Efficacy of intravenous NEPA, a fixed NK₁/5-HT₃ receptor antagonist combination, for the prevention of chemotherapy-induced nausea and vomiting (CINV) during cisplatin- and anthracycline cyclophosphamide (AC)-based chemotherapy: A review of phase 3 studies

This paper presents an overview of the efficacy of intravenous (IV) NEPA (fixed combination of the NK₁RA, fosnetupitant, and 5-HT₃RA, palonosetron) relative to oral NEPA and also to historical data for other NK₁RA regimens. Data is compiled from 5 pivotal NEPA studies in adult chemotherapy-naïve patients with solid tumors undergoing either cisplatin- or anthracycline cyclophosphamide (AC)-based chemotherapy.

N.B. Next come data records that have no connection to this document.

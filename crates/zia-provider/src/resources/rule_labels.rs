// zia_rule_labels

use async_trait::async_trait;
use tracing::info;
use zia_api::models::RuleLabel;

use crate::activation::trigger_activation;
use crate::convert::flatten_id_name_extensions_single;
use crate::error::ProviderError;
use crate::provider::Meta;
use crate::resource::{Resource, read_created, read_or_remove};
use crate::resource_data::ResourceData;
use crate::schema::{Attribute, Schema, Validation, computed_id_name_extensions};

const TYPE_NAME: &str = "zia_rule_labels";

/// Labels attached to policy rules for grouping.
pub struct RuleLabelsResource;

fn expand(d: &ResourceData) -> RuleLabel {
    RuleLabel {
        name: d.get_string("name"),
        description: d.get_string("description"),
        ..RuleLabel::default()
    }
}

fn flatten(d: &mut ResourceData, label: &RuleLabel) -> Result<(), ProviderError> {
    d.set("label_id", label.id)?;
    d.set("name", label.name.as_str())?;
    d.set("description", label.description.as_str())?;
    d.set("last_modified_time", label.last_modified_time)?;
    d.set("referenced_rule_count", label.referenced_rule_count)?;
    d.set(
        "last_modified_by",
        flatten_id_name_extensions_single(label.last_modified_by.as_ref()),
    )?;
    d.set(
        "created_by",
        flatten_id_name_extensions_single(label.created_by.as_ref()),
    )?;
    Ok(())
}

#[async_trait]
impl Resource for RuleLabelsResource {
    fn type_name(&self) -> &'static str {
        TYPE_NAME
    }

    fn schema(&self) -> Schema {
        Schema::new()
            .attr("label_id", Attribute::int().computed())
            .attr(
                "name",
                Attribute::string()
                    .required()
                    .validate(Validation::StringLenBetween(1, 255))
                    .description("Label name"),
            )
            .attr(
                "description",
                Attribute::string()
                    .optional()
                    .validate(Validation::StringLenBetween(0, 10240)),
            )
            .attr("last_modified_time", Attribute::int().computed())
            .attr("referenced_rule_count", Attribute::int().computed())
            .attr("last_modified_by", computed_id_name_extensions("Admin that last modified the label"))
            .attr("created_by", computed_id_name_extensions("Admin that created the label"))
    }

    async fn create(&self, d: &mut ResourceData, meta: &Meta) -> Result<(), ProviderError> {
        let label = meta.client.create_rule_label(&expand(d)).await?;
        info!(resource = TYPE_NAME, id = label.id, "created");
        d.set_id(label.id.to_string());
        trigger_activation(meta).await?;
        read_created(self, d, meta).await
    }

    async fn read(&self, d: &mut ResourceData, meta: &Meta) -> Result<(), ProviderError> {
        let id = d.numeric_id()?;
        let result = meta.client.get_rule_label(id).await;
        let Some(label) = read_or_remove(d, TYPE_NAME, result)? else {
            return Ok(());
        };
        d.set_id(label.id.to_string());
        flatten(d, &label)
    }

    async fn update(&self, d: &mut ResourceData, meta: &Meta) -> Result<(), ProviderError> {
        let id = d.numeric_id()?;
        let result = meta.client.update_rule_label(id, &expand(d)).await;
        if read_or_remove(d, TYPE_NAME, result)?.is_none() {
            return Ok(());
        }
        info!(resource = TYPE_NAME, id, "updated");
        trigger_activation(meta).await?;
        self.read(d, meta).await
    }

    async fn delete(&self, d: &mut ResourceData, meta: &Meta) -> Result<(), ProviderError> {
        let id = d.numeric_id()?;
        meta.client.delete_rule_label(id).await?;
        info!(resource = TYPE_NAME, id, "deleted");
        d.clear_id();
        trigger_activation(meta).await
    }

    async fn lookup_id(&self, name: &str, meta: &Meta) -> Result<String, ProviderError> {
        let label = meta.client.get_rule_label_by_name(name).await?;
        Ok(label.id.to_string())
    }
}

Additionally, data was reviewed from 10 pivotal Phase 3 studies utilizing other NK₁RA regimens approved for clinical use. The overall (0−120 h) complete response (no emesis, no rescue use), no emesis, and no significant nausea rates for IV NEPA were similar to that of oral NEPA and were consistently numerically higher than historical NK₁RA regimens. As a single-dose prophylactic antiemetic combination given with dexamethasone, IV NEPA is a highly effective and convenient guideline-compliant antiemetic agent which may offer a safety benefit over other IV NK₁RA regimens due to its lack of associated hypersensitivity and injection-site reactions.